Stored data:

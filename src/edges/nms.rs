//! Non-maximum suppression on gradient magnitude with direction alignment.
//!
//! For each pixel the gradient direction is quantized into 4 bins (0°, 45°,
//! 90°, 135°) and the magnitude is kept only when it is strictly greater
//! than both neighbors along that direction. The outermost 1-pixel frame is
//! ignored to avoid bounds checks in the neighbor lookup.
use super::grad::Grad;
use crate::image::ImageF32;

const TAN_22_5_DEG: f32 = 0.41421356237;

/// Thin gradient ridges to one pixel, zeroing everything else.
///
/// `mag_floor` skips pixels that could never pass the hysteresis low
/// threshold, keeping the output magnitudes intact for thresholding.
pub fn suppress_non_maxima(grad: &Grad, mag_floor: f32) -> ImageF32 {
    let w = grad.gx.w;
    let h = grad.gx.h;
    let mut thin = ImageF32::new(w, h);
    if w < 3 || h < 3 {
        return thin;
    }

    for y in 1..h - 1 {
        let mag_prev = grad.mag.row(y - 1);
        let mag_row = grad.mag.row(y);
        let mag_next = grad.mag.row(y + 1);
        let gx_row = grad.gx.row(y);
        let gy_row = grad.gy.row(y);

        for x in 1..w - 1 {
            let mag = mag_row[x];
            if mag < mag_floor {
                continue;
            }

            let gx = gx_row[x];
            let gy = gy_row[x];
            let abs_gx = gx.abs();
            let abs_gy = gy.abs();
            let same_sign = (gx >= 0.0 && gy >= 0.0) || (gx <= 0.0 && gy <= 0.0);

            // Diagonal gradients with matching signs point SE/NW, so the
            // across-edge neighbors are (x-1, y-1) and (x+1, y+1);
            // mismatched signs point NE/SW and use the other diagonal.
            let (neighbor1, neighbor2) = if abs_gx >= abs_gy {
                if abs_gy <= abs_gx * TAN_22_5_DEG {
                    (mag_row[x - 1], mag_row[x + 1])
                } else if same_sign {
                    (mag_prev[x - 1], mag_next[x + 1])
                } else {
                    (mag_prev[x + 1], mag_next[x - 1])
                }
            } else if abs_gx <= abs_gy * TAN_22_5_DEG {
                (mag_prev[x], mag_next[x])
            } else if same_sign {
                (mag_prev[x - 1], mag_next[x + 1])
            } else {
                (mag_prev[x + 1], mag_next[x - 1])
            };

            if mag <= neighbor1 || mag <= neighbor2 {
                continue;
            }

            thin.set(x, y, mag);
        }
    }

    thin
}

#[cfg(test)]
mod tests {
    use super::*;
    use crate::edges::sobel_gradients;

    #[test]
    fn ridge_survives_and_shoulders_do_not() {
        // A smooth horizontal step: gradient magnitude peaks on one row.
        let mut img = ImageF32::new(16, 16);
        for y in 0..16 {
            let v = match y {
                0..=6 => 0.0,
                7 => 60.0,
                8 => 200.0,
                _ => 255.0,
            };
            for x in 0..16 {
                img.set(x, y, v);
            }
        }
        let grad = sobel_gradients(&img);
        let thin = suppress_non_maxima(&grad, 1.0);
        for x in 2..14 {
            let kept: Vec<usize> = (1..15).filter(|&y| thin.get(x, y) > 0.0).collect();
            assert_eq!(kept.len(), 1, "column {x} kept rows {kept:?}");
        }
    }

    #[test]
    fn small_images_produce_empty_output() {
        let grad = sobel_gradients(&ImageF32::new(2, 2));
        let thin = suppress_non_maxima(&grad, 0.0);
        assert!(thin.data.iter().all(|&v| v == 0.0));
    }
}
//! The rho–theta voting grid.
//!
//! Rho spans `[-diag, diag]` so the index offset keeps every vote in
//! bounds; theta spans `[0, π)`. Trig values are tabulated once per
//! detection call.
pub(super) struct Accumulator {
    num_rho: usize,
    rho_offset: i32,
    inv_rho_res: f32,
    counts: Vec<i32>,
    trig: Vec<(f32, f32)>, // (cos, sin) per theta bin
}

impl Accumulator {
    pub(super) fn new(w: usize, h: usize, rho_res_px: f32, theta_res_deg: f32) -> Self {
        let num_theta = (180.0 / theta_res_deg).round().max(1.0) as usize;
        let diag = ((w * w + h * h) as f32).sqrt();
        let span = (diag / rho_res_px).ceil() as usize + 1;
        let num_rho = 2 * span + 1;
        let trig = (0..num_theta)
            .map(|t| {
                let theta = (t as f32 * theta_res_deg).to_radians();
                (theta.cos(), theta.sin())
            })
            .collect();
        Self {
            num_rho,
            rho_offset: span as i32,
            inv_rho_res: 1.0 / rho_res_px,
            counts: vec![0; num_theta * num_rho],
            trig,
        }
    }

    pub(super) fn num_theta(&self) -> usize {
        self.trig.len()
    }

    /// Unit direction of the line family for a theta bin: `(-sinθ, cosθ)`.
    pub(super) fn line_direction(&self, theta_idx: usize) -> (f32, f32) {
        let (c, s) = self.trig[theta_idx];
        (-s, c)
    }

    #[inline]
    fn bin(&self, x: i32, y: i32, theta_idx: usize) -> usize {
        let (c, s) = self.trig[theta_idx];
        let rho = (x as f32 * c + y as f32 * s) * self.inv_rho_res;
        let r = rho.round() as i32 + self.rho_offset;
        theta_idx * self.num_rho + r as usize
    }

    /// Cast one vote per theta bin; returns the best (votes, theta bin)
    /// among the bins this pixel touched.
    pub(super) fn vote(&mut self, x: i32, y: i32) -> (i32, usize) {
        let mut best_votes = 0;
        let mut best_theta = 0;
        for t in 0..self.num_theta() {
            let b = self.bin(x, y, t);
            self.counts[b] += 1;
            if self.counts[b] > best_votes {
                best_votes = self.counts[b];
                best_theta = t;
            }
        }
        (best_votes, best_theta)
    }

    /// Remove a consumed pixel's votes from every theta bin.
    pub(super) fn unvote(&mut self, x: i32, y: i32) {
        for t in 0..self.num_theta() {
            let b = self.bin(x, y, t);
            self.counts[b] -= 1;
        }
    }
}

#[cfg(test)]
mod tests {
    use super::*;

    #[test]
    fn collinear_points_peak_in_one_bin() {
        let mut acc = Accumulator::new(100, 100, 1.0, 1.0);
        let mut peak = (0, 0usize);
        for x in 0..60 {
            peak = acc.vote(x, 40);
        }
        let (votes, theta_idx) = peak;
        assert_eq!(votes, 60, "all votes should land in the y=40 bin");
        assert_eq!(theta_idx, 90, "horizontal line peaks at theta=90 deg");
        let (dx, dy) = acc.line_direction(theta_idx);
        assert!(dx.abs() > 0.999 && dy.abs() < 1e-3);
    }

    #[test]
    fn unvote_reverses_vote() {
        let mut acc = Accumulator::new(64, 64, 1.0, 1.0);
        for x in 0..10 {
            acc.vote(x, 20);
        }
        let before = acc.counts.clone();
        acc.vote(5, 21);
        acc.unvote(5, 21);
        assert_eq!(acc.counts, before);
    }
}
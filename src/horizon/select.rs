//! Best-candidate selection.
use crate::types::LineSegment;

/// Pick the longest candidate by Euclidean length.
///
/// The comparison is strict, so among equal-length candidates the first in
/// input order wins. Returns `None` for an empty candidate set; the caller
/// maps that to the "no plausible candidate" outcome.
pub fn select_longest(candidates: &[LineSegment]) -> Option<LineSegment> {
    let mut best = None;
    let mut max_length = 0.0f32;
    for seg in candidates {
        let length = seg.length();
        if length > max_length {
            max_length = length;
            best = Some(*seg);
        }
    }
    best
}

#[cfg(test)]
mod tests {
    use super::*;

    fn seg(x1: i32, y1: i32, x2: i32, y2: i32) -> LineSegment {
        LineSegment { x1, y1, x2, y2 }
    }

    #[test]
    fn empty_input_yields_none() {
        assert_eq!(select_longest(&[]), None);
    }

    #[test]
    fn longest_wins() {
        let short = seg(0, 10, 50, 10);
        let long = seg(0, 20, 150, 20);
        assert_eq!(select_longest(&[short, long]), Some(long));
        assert_eq!(select_longest(&[long, short]), Some(long));
    }

    #[test]
    fn equal_lengths_keep_the_first() {
        let first = seg(0, 10, 100, 10);
        let second = seg(0, 20, 100, 20);
        assert_eq!(select_longest(&[first, second]), Some(first));
        assert_eq!(select_longest(&[second, first]), Some(second));
    }
}
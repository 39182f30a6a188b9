use horizon_detector::config::{load_config, DemoConfig};
use horizon_detector::image::io::{load_rgb_image, write_json_file};
use horizon_detector::image::render::draw_horizon;
use horizon_detector::types::DetectionReport;
use horizon_detector::HorizonDetector;
use serde::Serialize;
use std::env;
use std::fs;
use std::path::{Path, PathBuf};

const OVERLAY_COLOR: [u8; 3] = [255, 0, 0];
const OVERLAY_THICKNESS: u32 = 2;
const IMAGE_EXTENSIONS: [&str; 5] = ["jpg", "jpeg", "png", "bmp", "tiff"];

fn main() {
    env_logger::init();
    if let Err(err) = run() {
        eprintln!("Error: {err}");
        std::process::exit(1);
    }
}

fn run() -> Result<(), String> {
    let config_path = env::args().nth(1).ok_or_else(usage)?;
    let config = load_config(Path::new(&config_path))?;

    let paths = collect_image_paths(&config.input)?;
    if paths.is_empty() {
        return Err(format!("No images found under {}", config.input.display()));
    }
    println!("Found {} image(s)", paths.len());

    let summaries = process_all(&paths, &config);

    let mut images = Vec::with_capacity(summaries.len());
    for (path, summary) in paths.iter().zip(summaries) {
        match summary {
            Ok(entry) => {
                println!(
                    "{}: {:?} ({} segments, {} candidates)",
                    path.display(),
                    entry.report.detection,
                    entry.report.segments,
                    entry.report.candidates
                );
                images.push(entry);
            }
            Err(err) => eprintln!("{}: {err}", path.display()),
        }
    }

    let summary = BatchSummary {
        processed: images.len(),
        found: images
            .iter()
            .filter(|s| s.report.detection.is_found())
            .count(),
        images,
    };
    write_json_file(&config.output.report_json, &summary)?;
    println!(
        "Saved report for {} image(s) ({} with a horizon) to {}",
        summary.processed,
        summary.found,
        config.output.report_json.display()
    );
    Ok(())
}

fn process_image(path: &Path, config: &DemoConfig) -> Result<ImageSummary, String> {
    let buffer = load_rgb_image(path)?;
    let detector = HorizonDetector::new(config.params.clone());
    let report = detector
        .detect_with_diagnostics(buffer.as_view())
        .map_err(|e| e.to_string())?;

    let overlay = match report.detection.horizon() {
        Some(line) => {
            let mut out = buffer.clone();
            draw_horizon(&mut out, line, OVERLAY_COLOR, OVERLAY_THICKNESS);
            let overlay_path = overlay_path_for(path, &config.output.overlay_dir);
            out.save_png(&overlay_path)?;
            Some(overlay_path.display().to_string())
        }
        None => None,
    };

    Ok(ImageSummary {
        path: path.display().to_string(),
        overlay,
        report,
    })
}

#[cfg(feature = "parallel")]
fn process_all(paths: &[PathBuf], config: &DemoConfig) -> Vec<Result<ImageSummary, String>> {
    use rayon::prelude::*;
    paths
        .par_iter()
        .map(|path| process_image(path, config))
        .collect()
}

#[cfg(not(feature = "parallel"))]
fn process_all(paths: &[PathBuf], config: &DemoConfig) -> Vec<Result<ImageSummary, String>> {
    paths.iter().map(|path| process_image(path, config)).collect()
}

fn collect_image_paths(input: &Path) -> Result<Vec<PathBuf>, String> {
    if input.is_file() {
        return Ok(vec![input.to_path_buf()]);
    }
    if !input.is_dir() {
        return Err(format!("Input {} does not exist", input.display()));
    }
    let mut paths: Vec<PathBuf> = fs::read_dir(input)
        .map_err(|e| format!("Failed to read {}: {e}", input.display()))?
        .filter_map(|entry| entry.ok().map(|e| e.path()))
        .filter(|p| has_image_extension(p))
        .collect();
    paths.sort();
    Ok(paths)
}

fn has_image_extension(path: &Path) -> bool {
    path.extension()
        .and_then(|ext| ext.to_str())
        .map(|ext| {
            let ext = ext.to_ascii_lowercase();
            IMAGE_EXTENSIONS.contains(&ext.as_str())
        })
        .unwrap_or(false)
}

fn overlay_path_for(input: &Path, overlay_dir: &Path) -> PathBuf {
    let stem = input
        .file_stem()
        .and_then(|s| s.to_str())
        .unwrap_or("image");
    overlay_dir.join(format!("{stem}_horizon.png"))
}

fn usage() -> String {
    "Usage: horizon_demo <config.json>".to_string()
}

#[derive(Debug, Serialize)]
#[serde(rename_all = "camelCase")]
struct ImageSummary {
    path: String,
    /// Overlay PNG path, present only when a horizon was found.
    overlay: Option<String>,
    report: DetectionReport,
}

#[derive(Debug, Serialize)]
#[serde(rename_all = "camelCase")]
struct BatchSummary {
    processed: usize,
    /// Number of images where a horizon was found.
    found: usize,
    images: Vec<ImageSummary>,
}
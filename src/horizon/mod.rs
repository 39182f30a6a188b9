//! Horizon-specific geometry: candidate filtering, selection, projection.
//!
//! These stages turn the Hough voter's raw segments into a single horizon
//! estimate. All three are pure functions; the filter preserves input
//! order, which the selector relies on for stable tie-breaks.

pub mod filter;
pub mod project;
pub mod select;

pub use filter::{filter_candidates, FilterOptions};
pub use project::project_to_bounds;
pub use select::select_longest;
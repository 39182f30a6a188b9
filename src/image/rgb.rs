/// Borrowed view over interleaved 8-bit RGB pixels.
#[derive(Clone, Copy, Debug)]
pub struct RgbU8<'a> {
    pub w: usize,
    pub h: usize,
    /// Bytes between consecutive rows (equals `3 * w` when tightly packed).
    pub stride: usize,
    pub data: &'a [u8],
}

impl<'a> RgbU8<'a> {
    #[inline]
    pub fn get(&self, x: usize, y: usize) -> [u8; 3] {
        let i = y * self.stride + x * 3;
        [self.data[i], self.data[i + 1], self.data[i + 2]]
    }

    /// Raw bytes of row `y`, exactly `3 * w` long.
    #[inline]
    pub fn row(&self, y: usize) -> &[u8] {
        let start = y * self.stride;
        &self.data[start..start + self.w * 3]
    }
}
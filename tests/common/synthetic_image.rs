//! Synthetic RGB rasters for end-to-end tests.
//!
//! All generators paint a bright "sky" region over a dark "ground" region
//! with a single 150-valued transition row on the boundary. The transition
//! row keeps the blurred gradient profile asymmetric, so non-maximum
//! suppression has a unique magnitude peak to keep; a perfectly symmetric
//! hard step would tie its two center rows and thin to nothing.

const SKY: u8 = 210;
const BOUNDARY: u8 = 150;
const GROUND: u8 = 40;

fn fill_px(data: &mut [u8], width: usize, x: usize, y: usize, v: u8) {
    let i = (y * width + x) * 3;
    data[i] = v;
    data[i + 1] = v;
    data[i + 2] = v;
}

/// Sky over ground with a boundary running from `(0, y_left)` to
/// `(width - 1, y_right)`.
pub fn sky_ground_rgb(width: usize, height: usize, y_left: usize, y_right: usize) -> Vec<u8> {
    assert!(width > 1 && height > 0, "image dimensions must be positive");
    let mut data = vec![0u8; width * height * 3];
    let dy = y_right as f32 - y_left as f32;
    for x in 0..width {
        let t = x as f32 / (width - 1) as f32;
        let yb = (y_left as f32 + t * dy).round() as usize;
        for y in 0..height {
            let v = match y.cmp(&yb) {
                std::cmp::Ordering::Less => SKY,
                std::cmp::Ordering::Equal => BOUNDARY,
                std::cmp::Ordering::Greater => GROUND,
            };
            fill_px(&mut data, width, x, y, v);
        }
    }
    data
}

/// Sky / ground / sky: two full-width horizontal boundaries of equal
/// strength and equal length, for tie-break tests.
pub fn double_boundary_rgb(width: usize, height: usize, y_a: usize, y_b: usize) -> Vec<u8> {
    assert!(y_a < y_b && y_b < height);
    let mut data = vec![0u8; width * height * 3];
    for x in 0..width {
        for y in 0..height {
            let v = if y == y_a || y == y_b {
                BOUNDARY
            } else if y < y_a || y > y_b {
                SKY
            } else {
                GROUND
            };
            fill_px(&mut data, width, x, y, v);
        }
    }
    data
}

/// Uniform raster with the given gray value.
pub fn flat_rgb(width: usize, height: usize, value: u8) -> Vec<u8> {
    vec![value; width * height * 3]
}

== TASK DESCRIPTION ==
Pull out every line of the entries that includes the word "struct".

== YOUR SOLUTION ==
pub(super) struct Accumulator {
struct ImageSummary {
struct BatchSummary {
pub struct RgbU8<'a> {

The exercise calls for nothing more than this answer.